Но разве собравшихся убыло, оттого что аптекарь Хольм явился в приподнятом и веселом расположении духа? И вообще, ему чуждо мещанское здравомыслие. Его соседкой по столу оказалась старая хозяйка, наверное, это было не очень продуманно, за обедом они сблизились самым что ни на есть тесным образом.

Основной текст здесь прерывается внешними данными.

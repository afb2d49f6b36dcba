use cosmwasm_std::StdError;
use thiserror::Error;

#[derive(Error, Debug, PartialEq)]
pub enum ContractError {
    #[error("{0}")]
    Std(#[from] StdError),

    #[error("Unauthorized")]
    Unauthorized {},

    #[error("NotFound: no verifier registered under {id}")]
    NotFound { id: String },

    #[error("RegistrationDenied: {reason}")]
    RegistrationDenied { reason: String },

    #[error("Expired: description was valid till {valid_till}, current time is {current}")]
    Expired { valid_till: u64, current: u64 },

    #[error("StaleTimestamp: valid_till {valid_till} is outside the acceptance window ending at {window_end}")]
    StaleTimestamp { valid_till: u64, window_end: u64 },

    // thiserror reserves the name `source` for error chaining, so the
    // description's source address lives under `expected_source`.
    #[error("WrongSender: description binds source {expected_source}, sender is {sender}")]
    WrongSender {
        sender: String,
        expected_source: String,
    },

    #[error("EmptyMessage")]
    EmptyMessage {},

    #[error("UnknownKey: {public_key} is not an authorized endpoint of this verifier")]
    UnknownKey { public_key: String },

    #[error("DuplicateKey: {public_key} appears more than once in the signature set")]
    DuplicateKey { public_key: String },

    #[error("InsufficientQuorum: {got} distinct valid signatures, quorum is {required}")]
    InsufficientQuorum { got: u8, required: u8 },

    #[error("InvalidSignature")]
    InvalidSignature {},

    #[error("PayloadTooLarge: {size} bytes, limit is {limit}")]
    PayloadTooLarge { size: usize, limit: usize },

    #[error("CapacityExceeded: directory holds {num} verifiers, capacity is {capacity}")]
    CapacityExceeded { num: u8, capacity: u8 },
}

impl ContractError {
    /// Numeric exit code surfaced to the host. Kept bit-compatible with the
    /// reference deployment.
    pub fn code(&self) -> u32 {
        match self {
            ContractError::Std(_) => 500,
            ContractError::Unauthorized {} => 401,
            ContractError::NotFound { .. } => 404,
            ContractError::RegistrationDenied { .. } => 410,
            ContractError::Expired { .. } => 411,
            ContractError::StaleTimestamp { .. } => 997,
            ContractError::WrongSender { .. } => 414,
            ContractError::EmptyMessage {} => 998,
            ContractError::UnknownKey { .. } => 413,
            ContractError::DuplicateKey { .. } => 413,
            ContractError::InsufficientQuorum { .. } => 413,
            ContractError::InvalidSignature {} => 999,
            ContractError::PayloadTooLarge { .. } => 402,
            ContractError::CapacityExceeded { .. } => 419,
        }
    }
}
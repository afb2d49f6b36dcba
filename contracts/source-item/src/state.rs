use schemars::JsonSchema;
use serde::{Deserialize, Serialize};

use cosmwasm_std::CanonicalAddr;
use cw_storage_plus::Item;

/// The registry that instantiated this item; the only address allowed to
/// rewrite its content.
pub const PARENT: Item<CanonicalAddr> = Item::new("parent");

#[derive(Serialize, Deserialize, Clone, Debug, PartialEq, JsonSchema)]
pub struct Data {
    pub version: u8,
    /// None until the parent pushes content for the first time.
    pub content: Option<String>,
}

pub const DATA: Item<Data> = Item::new("data");
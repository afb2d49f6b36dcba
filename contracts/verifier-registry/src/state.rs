use schemars::JsonSchema;
use serde::{Deserialize, Serialize};

use cosmwasm_std::CanonicalAddr;
use cw_storage_plus::{Item, Map};
use sourcereg::verifier_registry::Endpoint;

#[derive(Serialize, Deserialize, Clone, Debug, PartialEq, JsonSchema)]
pub struct Config {
    pub capacity: u8,
}

pub const CONFIG: Item<Config> = Item::new("CONFIG");

#[derive(Serialize, Deserialize, Clone, Debug, PartialEq, JsonSchema)]
pub struct Verifier {
    pub admin: CanonicalAddr,
    pub quorum: u8,
    /// Sorted by public key and deduplicated on write, so iteration is
    /// deterministic. Plain json serialization cannot carry a map.
    pub pub_key_endpoints: Vec<Endpoint>,
    pub name: String,
    pub marketing_url: String,
}

/// Keyed by the 256-bit verifier id, `sha256` of the verifier name.
pub const VERIFIERS: Map<Vec<u8>, Verifier> = Map::new("VERIFIERS");

pub const VERIFIERS_NUM: Item<u8> = Item::new("VERIFIERS_NUM");
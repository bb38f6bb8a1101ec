use shared::models::ConversationId;
use wasm_bindgen::JsValue;
use web_sys::Window;

use crate::config::with_conversation_param;

/// Browser navigation used by the chat flows.
#[cfg_attr(test, mockall::automock)]
pub trait Navigator {
    /// Full page load of `url`.
    fn assign(&self, url: &str);

    /// Reloads the current page.
    fn reload(&self);

    /// Puts `id` into the address bar without reloading.
    fn push_conversation(&self, id: &ConversationId);
}

/// [`Navigator`] over `window.location` and `window.history`.
#[derive(Debug, Clone)]
pub struct BrowserNavigator {
    window: Window,
}

impl BrowserNavigator {
    pub fn new(window: Window) -> Self {
        Self { window }
    }
}

impl Navigator for BrowserNavigator {
    fn assign(&self, url: &str) {
        log::info!("navigating to {url}");
        if let Err(err) = self.window.location().assign(url) {
            log::error!("navigation to {url} failed: {err:?}");
        }
    }

    fn reload(&self) {
        if let Err(err) = self.window.location().reload() {
            log::error!("reload failed: {err:?}");
        }
    }

    fn push_conversation(&self, id: &ConversationId) {
        let Ok(href) = self.window.location().href() else {
            return;
        };
        let Some(next) = with_conversation_param(&href, id) else {
            log::warn!("cannot rewrite address {href}");
            return;
        };
        let pushed = self
            .window
            .history()
            .and_then(|history| history.push_state_with_url(&JsValue::NULL, "", Some(&next)));
        if let Err(err) = pushed {
            log::error!("history update failed: {err:?}");
        }
    }
}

Пастор ничуть не чинился и вел себя запросто; жил он в ужасной бедности, носил прохудившиеся ботинки и потертый сюртук, зато щеки у него были претолстые, а на голове седая грива. Он был не прочь пошутить и помнил уйму забавных историй. Когда он смеялся, все его круглое добродушное лицо собиралось в морщинки, почему адвокату Петтерсену удалось единственный раз в жизни сострить, назвав пастора Смехолетто. «Чтоб Петтерсен да сострил? — удивился, узнав про это, аптекарь. — Будьте уверены, он это где-нибудь вычитал!» Адвокат Петтерсен отличался маленькой, несоразмерной с длинным туловищем головой, и пастор, услыхавши про Смехолетто, изрек: «А сам-то он… просто Чубук!» Не то чтобы очень остроумно, но все же довольно метко, так за адвокатом это прозвище и осталось. Пастор Уле Ланнсен был невеликий оратор и не произносил вдохновенных проповедей, но это его не печалило. Нередко церковь стояла почти пустая, потому что народ устремлялся на молитвенные собрания в частных домах, послушать странствующих проповедников. «Это они глупо делают, — говорил пастор Ланнсен, — в церкви сейчас так хорошо, ведь мы поставили печку».